(Information shown)

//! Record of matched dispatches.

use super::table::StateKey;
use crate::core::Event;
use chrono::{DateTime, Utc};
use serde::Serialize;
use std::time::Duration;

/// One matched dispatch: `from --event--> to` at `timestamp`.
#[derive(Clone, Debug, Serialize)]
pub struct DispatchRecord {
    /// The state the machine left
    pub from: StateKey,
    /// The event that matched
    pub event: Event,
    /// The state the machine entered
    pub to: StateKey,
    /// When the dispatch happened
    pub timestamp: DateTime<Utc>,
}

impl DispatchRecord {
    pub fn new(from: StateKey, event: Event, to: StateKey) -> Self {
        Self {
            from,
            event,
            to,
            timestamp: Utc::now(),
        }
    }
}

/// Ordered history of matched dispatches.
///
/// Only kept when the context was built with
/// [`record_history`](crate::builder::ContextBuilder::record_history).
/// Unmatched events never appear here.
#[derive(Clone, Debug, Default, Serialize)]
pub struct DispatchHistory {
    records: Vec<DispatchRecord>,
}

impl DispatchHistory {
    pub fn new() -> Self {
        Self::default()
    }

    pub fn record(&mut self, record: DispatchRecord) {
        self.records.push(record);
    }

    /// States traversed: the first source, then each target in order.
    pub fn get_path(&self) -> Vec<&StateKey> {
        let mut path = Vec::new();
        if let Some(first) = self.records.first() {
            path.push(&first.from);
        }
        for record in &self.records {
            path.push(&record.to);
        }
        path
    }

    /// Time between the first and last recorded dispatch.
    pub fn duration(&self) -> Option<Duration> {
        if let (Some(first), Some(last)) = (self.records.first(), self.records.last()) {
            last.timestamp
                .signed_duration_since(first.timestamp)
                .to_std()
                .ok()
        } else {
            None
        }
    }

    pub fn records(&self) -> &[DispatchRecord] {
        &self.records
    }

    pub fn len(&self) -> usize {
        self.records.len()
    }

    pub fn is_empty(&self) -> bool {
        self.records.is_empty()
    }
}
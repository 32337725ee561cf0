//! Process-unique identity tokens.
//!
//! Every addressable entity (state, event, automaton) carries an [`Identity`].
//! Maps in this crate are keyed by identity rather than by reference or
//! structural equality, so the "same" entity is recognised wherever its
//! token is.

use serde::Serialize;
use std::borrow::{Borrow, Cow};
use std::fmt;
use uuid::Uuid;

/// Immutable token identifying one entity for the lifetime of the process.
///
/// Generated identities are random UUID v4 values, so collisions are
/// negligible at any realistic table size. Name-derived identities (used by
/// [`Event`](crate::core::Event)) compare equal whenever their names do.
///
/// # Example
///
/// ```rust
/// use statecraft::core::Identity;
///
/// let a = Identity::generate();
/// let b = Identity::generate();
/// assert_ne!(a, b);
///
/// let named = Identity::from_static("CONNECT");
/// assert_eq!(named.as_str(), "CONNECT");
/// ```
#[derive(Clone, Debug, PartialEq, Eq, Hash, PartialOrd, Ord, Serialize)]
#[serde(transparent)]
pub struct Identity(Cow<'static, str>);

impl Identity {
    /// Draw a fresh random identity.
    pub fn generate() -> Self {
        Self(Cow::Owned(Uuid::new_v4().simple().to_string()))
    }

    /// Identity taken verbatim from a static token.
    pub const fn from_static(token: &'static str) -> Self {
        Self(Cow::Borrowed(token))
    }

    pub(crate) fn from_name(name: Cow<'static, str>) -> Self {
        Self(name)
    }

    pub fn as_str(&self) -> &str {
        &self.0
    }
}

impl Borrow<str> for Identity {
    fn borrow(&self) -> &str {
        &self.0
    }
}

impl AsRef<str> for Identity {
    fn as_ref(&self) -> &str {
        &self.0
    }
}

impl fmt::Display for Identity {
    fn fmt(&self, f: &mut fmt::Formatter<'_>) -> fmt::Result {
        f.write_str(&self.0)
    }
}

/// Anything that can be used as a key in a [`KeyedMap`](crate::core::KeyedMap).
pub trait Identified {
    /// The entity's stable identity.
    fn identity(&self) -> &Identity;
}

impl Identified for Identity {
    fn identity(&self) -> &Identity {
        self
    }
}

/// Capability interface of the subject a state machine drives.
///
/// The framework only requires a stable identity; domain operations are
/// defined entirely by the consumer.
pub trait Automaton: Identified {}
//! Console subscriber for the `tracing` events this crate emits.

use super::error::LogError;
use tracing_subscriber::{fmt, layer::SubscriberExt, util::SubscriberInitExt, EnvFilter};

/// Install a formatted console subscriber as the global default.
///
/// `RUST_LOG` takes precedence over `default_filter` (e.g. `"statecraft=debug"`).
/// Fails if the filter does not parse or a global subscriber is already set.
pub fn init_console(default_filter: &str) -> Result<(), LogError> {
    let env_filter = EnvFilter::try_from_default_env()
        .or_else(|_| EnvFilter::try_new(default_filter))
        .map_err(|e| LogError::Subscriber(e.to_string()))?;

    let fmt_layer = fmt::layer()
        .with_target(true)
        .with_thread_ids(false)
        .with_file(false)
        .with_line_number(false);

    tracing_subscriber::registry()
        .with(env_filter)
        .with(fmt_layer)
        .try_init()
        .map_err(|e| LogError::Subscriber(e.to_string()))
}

(End Information shown)

◆ What to produce
The entire listing is to be reproduced without alteration.

◆ Output
//! Record of matched dispatches.

use super::table::StateKey;
use crate::core::Event;
use chrono::{DateTime, Utc};
use serde::Serialize;
use std::time::Duration;

/// One matched dispatch: `from --event--> to` at `timestamp`.
#[derive(Clone, Debug, Serialize)]
pub struct DispatchRecord {
    /// The state the machine left
    pub from: StateKey,
    /// The event that matched
    pub event: Event,
    /// The state the machine entered
    pub to: StateKey,
    /// When the dispatch happened
    pub timestamp: DateTime<Utc>,
}

impl DispatchRecord {
    pub fn new(from: StateKey, event: Event, to: StateKey) -> Self {
        Self {
            from,
            event,
            to,
            timestamp: Utc::now(),
        }
    }
}

/// Ordered history of matched dispatches.
///
/// Only kept when the context was built with
/// [`record_history`](crate::builder::ContextBuilder::record_history).
/// Unmatched events never appear here.
#[derive(Clone, Debug, Default, Serialize)]
pub struct DispatchHistory {
    records: Vec<DispatchRecord>,
}

impl DispatchHistory {
    pub fn new() -> Self {
        Self::default()
    }

    pub fn record(&mut self, record: DispatchRecord) {
        self.records.push(record);
    }

    /// States traversed: the first source, then each target in order.
    pub fn get_path(&self) -> Vec<&StateKey> {
        let mut path = Vec::new();
        if let Some(first) = self.records.first() {
            path.push(&first.from);
        }
        for record in &self.records {
            path.push(&record.to);
        }
        path
    }

    /// Time between the first and last recorded dispatch.
    pub fn duration(&self) -> Option<Duration> {
        if let (Some(first), Some(last)) = (self.records.first(), self.records.last()) {
            last.timestamp
                .signed_duration_since(first.timestamp)
                .to_std()
                .ok()
        } else {
            None
        }
    }

    pub fn records(&self) -> &[DispatchRecord] {
        &self.records
    }

    pub fn len(&self) -> usize {
        self.records.len()
    }

    pub fn is_empty(&self) -> bool {
        self.records.is_empty()
    }
}
repository 32337725ee561cf0
//! Process-unique identity tokens.
//!
//! Every addressable entity (state, event, automaton) carries an [`Identity`].
//! Maps in this crate are keyed by identity rather than by reference or
//! structural equality, so the "same" entity is recognised wherever its
//! token is.

use serde::Serialize;
use std::borrow::{Borrow, Cow};
use std::fmt;
use uuid::Uuid;

/// Immutable token identifying one entity for the lifetime of the process.
///
/// Generated identities are random UUID v4 values, so collisions are
/// negligible at any realistic table size. Name-derived identities (used by
/// [`Event`](crate::core::Event)) compare equal whenever their names do.
///
/// # Example
///
/// ```rust
/// use statecraft::core::Identity;
///
/// let a = Identity::generate();
/// let b = Identity::generate();
/// assert_ne!(a, b);
///
/// let named = Identity::from_static("CONNECT");
/// assert_eq!(named.as_str(), "CONNECT");
/// ```
#[derive(Clone, Debug, PartialEq, Eq, Hash, PartialOrd, Ord, Serialize)]
#[serde(transparent)]
pub struct Identity(Cow<'static, str>);

impl Identity {
    /// Draw a fresh random identity.
    pub fn generate() -> Self {
        Self(Cow::Owned(Uuid::new_v4().simple().to_string()))
    }

    /// Identity taken verbatim from a static token.
    pub const fn from_static(token: &'static str) -> Self {
        Self(Cow::Borrowed(token))
    }

    pub(crate) fn from_name(name: Cow<'static, str>) -> Self {
        Self(name)
    }

    pub fn as_str(&self) -> &str {
        &self.0
    }
}

impl Borrow<str> for Identity {
    fn borrow(&self) -> &str {
        &self.0
    }
}

impl AsRef<str> for Identity {
    fn as_ref(&self) -> &str {
        &self.0
    }
}

impl fmt::Display for Identity {
    fn fmt(&self, f: &mut fmt::Formatter<'_>) -> fmt::Result {
        f.write_str(&self.0)
    }
}

/// Anything that can be used as a key in a [`KeyedMap`](crate::core::KeyedMap).
pub trait Identified {
    /// The entity's stable identity.
    fn identity(&self) -> &Identity;
}

impl Identified for Identity {
    fn identity(&self) -> &Identity {
        self
    }
}

/// Capability interface of the subject a state machine drives.
///
/// The framework only requires a stable identity; domain operations are
/// defined entirely by the consumer.
pub trait Automaton: Identified {}
//! Console subscriber for the `tracing` events this crate emits.

use super::error::LogError;
use tracing_subscriber::{fmt, layer::SubscriberExt, util::SubscriberInitExt, EnvFilter};

/// Install a formatted console subscriber as the global default.
///
/// `RUST_LOG` takes precedence over `default_filter` (e.g. `"statecraft=debug"`).
/// Fails if the filter does not parse or a global subscriber is already set.
pub fn init_console(default_filter: &str) -> Result<(), LogError> {
    let env_filter = EnvFilter::try_from_default_env()
        .or_else(|_| EnvFilter::try_new(default_filter))
        .map_err(|e| LogError::Subscriber(e.to_string()))?;

    let fmt_layer = fmt::layer()
        .with_target(true)
        .with_thread_ids(false)
        .with_file(false)
        .with_line_number(false);

    tracing_subscriber::registry()
        .with(env_filter)
        .with(fmt_layer)
        .try_init()
        .map_err(|e| LogError::Subscriber(e.to_string()))
}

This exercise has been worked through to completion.